L’étude du discours des animateurs, recueilli dans les temps d’analyses de pratiques, permet l’étude des collaborations entre les professionnels et les bénévoles associatifs et élus locaux. Les stagiaires professionnels disent les contradictions et les paradoxes auxquels ils font face.

Il s’agit de comprendre comment se produit et se maintient cette action sociale, l’articulation entre les intentions éducatives et leurs opérationnalisations par les rituels de gestion associative :

- la cohésion des mythes et des valeurs pour définir leurs visées et les alternatives, le code culturel implicite qui les gouverne, et l’utilisation de cette culture pour interpréter les évènements de leur vie quotidienne.

- l’influence des rituels d’interventions et de communication, pour normer l’organisation, les modèles de comportements, et les conflits de groupe.

- l’explicitation des épistémès pour résoudre les contraintes, les impasses.

Le chapitre 3 rend compte des moyens de l’observation pour un chercheur impliqué dans l’objet de recherche, et problématiser ce qu’il y a à régler dans les rituels de collaboration entre professionnels et bénévoles.

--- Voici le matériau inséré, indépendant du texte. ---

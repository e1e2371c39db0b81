use std::collections::{HashMap, HashSet};
use std::sync::Arc;

use async_trait::async_trait;
use tokio::sync::RwLock;
use uuid::Uuid;

use inkpost_core::domain::Permission;
use inkpost_core::error::RepoError;
use inkpost_core::ports::{BaseRepository, PermissionChecker, PermissionRepository};

use super::InMemoryPermissionRepository;

/// Permission grants held in process memory.
pub struct InMemoryPermissionChecker {
    permissions: Arc<InMemoryPermissionRepository>,
    grants: RwLock<HashMap<Uuid, HashSet<Uuid>>>,
}

impl InMemoryPermissionChecker {
    pub fn new(permissions: Arc<InMemoryPermissionRepository>) -> Self {
        Self {
            permissions,
            grants: RwLock::new(HashMap::new()),
        }
    }

    /// Grant `name` to `actor_id`, creating the permission if it does not exist yet.
    pub async fn grant(&self, actor_id: Uuid, name: &str) -> Result<(), RepoError> {
        let permission = match self.permissions.find_by_name(name).await? {
            Some(existing) => existing,
            None => self.permissions.create(Permission::new(name.to_owned())).await?,
        };

        self.grants
            .write()
            .await
            .entry(actor_id)
            .or_default()
            .insert(permission.id);
        Ok(())
    }

    pub async fn revoke(&self, actor_id: Uuid, name: &str) -> Result<(), RepoError> {
        if let Some(permission) = self.permissions.find_by_name(name).await?
            && let Some(held) = self.grants.write().await.get_mut(&actor_id)
        {
            held.remove(&permission.id);
        }
        Ok(())
    }
}

#[async_trait]
impl PermissionChecker for InMemoryPermissionChecker {
    async fn has(&self, actor_id: Uuid, permission: &str) -> Result<bool, RepoError> {
        let Some(permission) = self.permissions.find_by_name(permission).await? else {
            return Ok(false);
        };
        if permission.deleted_at.is_some() {
            return Ok(false);
        }

        let grants = self.grants.read().await;
        Ok(grants
            .get(&actor_id)
            .is_some_and(|held| held.contains(&permission.id)))
    }
}
use chrono::{DateTime, Utc};
use serde::{Deserialize, Serialize};
use uuid::Uuid;

use super::SoftDeletes;

/// Category entity - groups posts.
#[derive(Debug, Clone, Serialize, Deserialize)]
pub struct Category {
    pub id: Uuid,
    pub name: String,
    pub slug: String,
    pub created_at: DateTime<Utc>,
    pub updated_at: DateTime<Utc>,
    pub deleted_at: Option<DateTime<Utc>>,
}

impl Category {
    pub fn new(name: String, slug: String) -> Self {
        let now = Utc::now();
        Self {
            id: Uuid::new_v4(),
            name,
            slug,
            created_at: now,
            updated_at: now,
            deleted_at: None,
        }
    }
}

impl SoftDeletes for Category {
    fn deleted_at(&self) -> Option<DateTime<Utc>> {
        self.deleted_at
    }

    fn set_deleted_at(&mut self, at: Option<DateTime<Utc>>) {
        self.deleted_at = at;
    }
}
//! Domain entities - the core business objects.

mod category;
mod permission;
mod post;
mod user;

use chrono::{DateTime, Utc};

pub use category::Category;
pub use permission::Permission;
pub use post::{Attachment, Post, PostStatus, UnknownStatus};
pub use user::User;

/// Tombstone-based deletion shared by every admin-managed entity.
pub trait SoftDeletes {
    fn deleted_at(&self) -> Option<DateTime<Utc>>;

    fn set_deleted_at(&mut self, at: Option<DateTime<Utc>>);

    fn is_trashed(&self) -> bool {
        self.deleted_at().is_some()
    }

    fn trash(&mut self) {
        self.set_deleted_at(Some(Utc::now()));
    }

    fn restore(&mut self) {
        self.set_deleted_at(None);
    }
}
//! Public upload disk and image preparation.

mod cover;
mod disk;

pub use cover::{PreparedImage, detect_mime, prepare_cover};
pub use disk::PublicDiskStorage;
#[actix_rt::test]
async fn test_missing_title_is_unprocessable() {
    let h = Harness::new().await;
    let app = init_app!(h);

    let mut body = h.post_body("x", "draft");
    body["title"] = Value::Null;
    let req = test::TestRequest::post()
        .uri("/admin/posts")
        .insert_header(h.bearer())
        .set_json(body)
        .to_request();
    let res = test::call_service(&app, req).await;
    assert_eq!(res.status(), StatusCode::UNPROCESSABLE_ENTITY);

    let problem: Value = test::read_body_json(res).await;
    assert_eq!(problem["errors"]["title"][0], "The title field is required.");
}

#[actix_rt::test]
async fn test_status_filter_and_widget() {
    let h = Harness::new().await;
    let app = init_app!(h);

    let seeded = [
        ("A", "draft"),
        ("B", "published"),
        ("C", "reviewing"),
        ("D", "published"),
    ];
    for (title, status) in seeded {
        let req = test::TestRequest::post()
            .uri("/admin/posts")
            .insert_header(h.bearer())
            .set_json(h.post_body(title, status))
            .to_request();
        assert_eq!(test::call_service(&app, req).await.status(), StatusCode::CREATED);
    }

    let req = test::TestRequest::get()
        .uri("/admin/posts?status=published")
        .insert_header(h.bearer())
        .to_request();
    let body: Value = test::call_and_read_body_json(&app, req).await;
    let rows = body["data"]["posts"]["items"].as_array().unwrap();
    assert_eq!(rows.len(), 2);
    assert!(rows.iter().all(|r| r["status"] == "published"));
    assert!(rows.iter().all(|r| r["category_name"] == "News"));

    let req = test::TestRequest::get()
        .uri("/admin/widgets/blog-post-overview")
        .insert_header(h.bearer())
        .to_request();
    let body: Value = test::call_and_read_body_json(&app, req).await;
    let values: Vec<_> = body["data"]
        .as_array()
        .unwrap()
        .iter()
        .map(|s| (s["label"].as_str().unwrap().to_string(), s["value"].as_u64().unwrap()))
        .collect();
    assert_eq!(
        values,
        vec![
            ("Draft".to_string(), 1),
            ("Reviewing".to_string(), 1),
            ("Published".to_string(), 2)
        ]
    );
}

#[actix_rt::test]
async fn test_unknown_status_filter_is_rejected() {
    let h = Harness::new().await;
    let app = init_app!(h);

    let req = test::TestRequest::get()
        .uri("/admin/posts?status=archived")
        .insert_header(h.bearer())
        .to_request();
    let res = test::call_service(&app, req).await;
    assert_eq!(res.status(), StatusCode::UNPROCESSABLE_ENTITY);
}

#[actix_rt::test]
async fn test_form_state_derives_slug_and_visibility() {
    let h = Harness::new().await;
    let app = init_app!(h);

    let req = test::TestRequest::post()
        .uri("/admin/posts/form/state")
        .insert_header(h.bearer())
        .set_json(json!({
            "state": { "title": "Rust & Actix: a Tour", "status": "draft" },
            "changed": "title",
        }))
        .to_request();
    let body: Value = test::call_and_read_body_json(&app, req).await;
    assert_eq!(body["data"]["state"]["slug"], "rust-actix-a-tour");
    assert_eq!(body["data"]["hidden"], json!(["published_at", "bring_to_light"]));
}

#[actix_rt::test]
async fn test_category_form_state_derives_slug_from_name() {
    let h = Harness::new().await;
    let app = init_app!(h);

    let req = test::TestRequest::post()
        .uri("/admin/categories/form/state")
        .insert_header(h.bearer())
        .set_json(json!({
            "state": { "name": "Release Notes", "slug": "hand-made" },
            "changed": "name",
            "slug_overridden": true,
        }))
        .to_request();
    let body: Value = test::call_and_read_body_json(&app, req).await;
    // always mode overwrites a hand-edited slug
    assert_eq!(body["data"]["slug"], "release-notes");

    let req = test::TestRequest::post()
        .uri("/admin/categories/form/state")
        .insert_header(h.bearer())
        .set_json(json!({
            "state": { "name": "Release Notes", "slug": "hand-made" },
            "changed": "slug",
        }))
        .to_request();
    let body: Value = test::call_and_read_body_json(&app, req).await;
    assert_eq!(body["data"]["slug"], "hand-made");
}

#[actix_rt::test]
async fn test_huge_page_number_returns_empty_page() {
    let h = Harness::new().await;
    let app = init_app!(h);

    let req = test::TestRequest::post()
        .uri("/admin/posts")
        .insert_header(h.bearer())
        .set_json(h.post_body("Only one", "draft"))
        .to_request();
    assert_eq!(test::call_service(&app, req).await.status(), StatusCode::CREATED);

    let req = test::TestRequest::get()
        .uri(&format!("/admin/posts?page={}", u64::MAX))
        .insert_header(h.bearer())
        .to_request();
    let res = test::call_service(&app, req).await;
    assert_eq!(res.status(), StatusCode::OK);
    let body: Value = test::read_body_json(res).await;
    assert_eq!(body["data"]["posts"]["items"], json!([]));
    assert_eq!(body["data"]["posts"]["total"], 1);
}

#[actix_rt::test]
async fn test_author_and_category_filters_are_exact() {
    let h = Harness::new().await;
    let app = init_app!(h);

    let other_author = h
        .state
        .repos
        .users
        .create(User::new("Guest".into(), "guest@example.com".into(), "x".into()))
        .await
        .unwrap();
    let other_category = h
        .state
        .repos
        .categories
        .create(Category::new("Tutorials".into(), "tutorials".into()))
        .await
        .unwrap();

    let bodies = [
        h.post_body("Mine in news", "draft"),
        json!({
            "title": "Guest in news",
            "category_id": h.category.id,
            "author_id": other_author.id,
            "content": "c",
        }),
        json!({
            "title": "Mine in tutorials",
            "category_id": other_category.id,
            "author_id": h.user.id,
            "content": "c",
        }),
    ];
    for body in bodies {
        let req = test::TestRequest::post()
            .uri("/admin/posts")
            .insert_header(h.bearer())
            .set_json(body)
            .to_request();
        assert_eq!(test::call_service(&app, req).await.status(), StatusCode::CREATED);
    }

    let titles = |body: Value| -> Vec<String> {
        let mut titles: Vec<String> = body["data"]["posts"]["items"]
            .as_array()
            .unwrap()
            .iter()
            .map(|row| row["title"].as_str().unwrap().to_string())
            .collect();
        titles.sort();
        titles
    };

    let req = test::TestRequest::get()
        .uri(&format!("/admin/posts?author={}", other_author.id))
        .insert_header(h.bearer())
        .to_request();
    let body: Value = test::call_and_read_body_json(&app, req).await;
    assert_eq!(titles(body), vec!["Guest in news"]);

    let req = test::TestRequest::get()
        .uri(&format!("/admin/posts?category={}", h.category.id))
        .insert_header(h.bearer())
        .to_request();
    let body: Value = test::call_and_read_body_json(&app, req).await;
    assert_eq!(titles(body), vec!["Guest in news", "Mine in news"]);

    let req = test::TestRequest::get()
        .uri(&format!(
            "/admin/posts?author={}&category={}",
            h.user.id, other_category.id
        ))
        .insert_header(h.bearer())
        .to_request();
    let body: Value = test::call_and_read_body_json(&app, req).await;
    assert_eq!(titles(body), vec!["Mine in tutorials"]);
}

Le chapitre 4 rend compte de l’état des ethnométhodes pour s’engager et contracter dans la vie associative. Les difficultés relevées dans les analyses de cas caricaturent les pratiques (au sens du grossissement des traits), et permettent d’induire quels sont les visions et les missions à partager, et quels sont les épistémès et rituels qui donnent l’expertise de s’associer.

Selon le paradigme socioconstructiviste, le savoir-apprendre ensemble permet un processus de changement individuel et/ou collectif. Les interactions sociales construisent une culture qui permet la co-construction de connaissances et la co-construction de l’expérience. Les acteurs associatifs font des choix éthiques d’intervention sociale, plus ou moins intuitifs, plus ou moins explicités et rationalisés. Et ils organisent les règles de vie sociale pour réguler leurs échanges et leurs relations quotidiennes, qui n’existent que parce qu’elles sont utiles pour un usage dans la vie de tous les jours, et qui maintiennent un ordre social. Les interdépendances et les distinctions sociales sont construites de manière invisible en continue. Rendre visible ce travail d’institution invisible est la proposition sociologique de l’ethnométhodologie.

Les ethnométhodes sont les procédures apprises dans la vie courante et non dans les écoles, le savoir de sens commun qui est partagé par les membres d’un groupe et qui a valeur de connaissances. Lapassade (1991, p. 92) les définit comme :

« Des ensembles localisés de pratiques instituantes qui sont constamment sous-jacents aux échanges et aux actions. Les gens, en même temps qu’ils agissent, qu’ils communiquent, qu’ils entrent dans des interactions diverses, doivent produire et entretenir les conditions de possibilité de tels échanges ; ils doivent constamment produire le social mais ils ne le voient pas et cela ne les intéresse pas. »

Lapassade relie le courant ethno-sociologique de l’ethnométhodologie américaine au courant français des institutionnalistes et de la socioanalyse. L’interprétation du monde social se fait en fonction des besoins et des catégories d’entendement. L’indexicalité nomme la description des faits du contexte et la réflexivité nomme l’interprétation du fait, la socioanalyse l’interprète par la dialectique instituant/institué.. Les socio-anthropologies disent comment le sociologue profane lit le monde, construit le sens commun du monde social, et elles postulent l’historicité du sujet pour construire le monde malgré et/ou avec tous les déterminismes et conditionnements. Elles s’opposent à la théorie behaviouriste qui postule que l’environnement détermine les comportements, du dehors, en déclenchant des réponses à des stimulations.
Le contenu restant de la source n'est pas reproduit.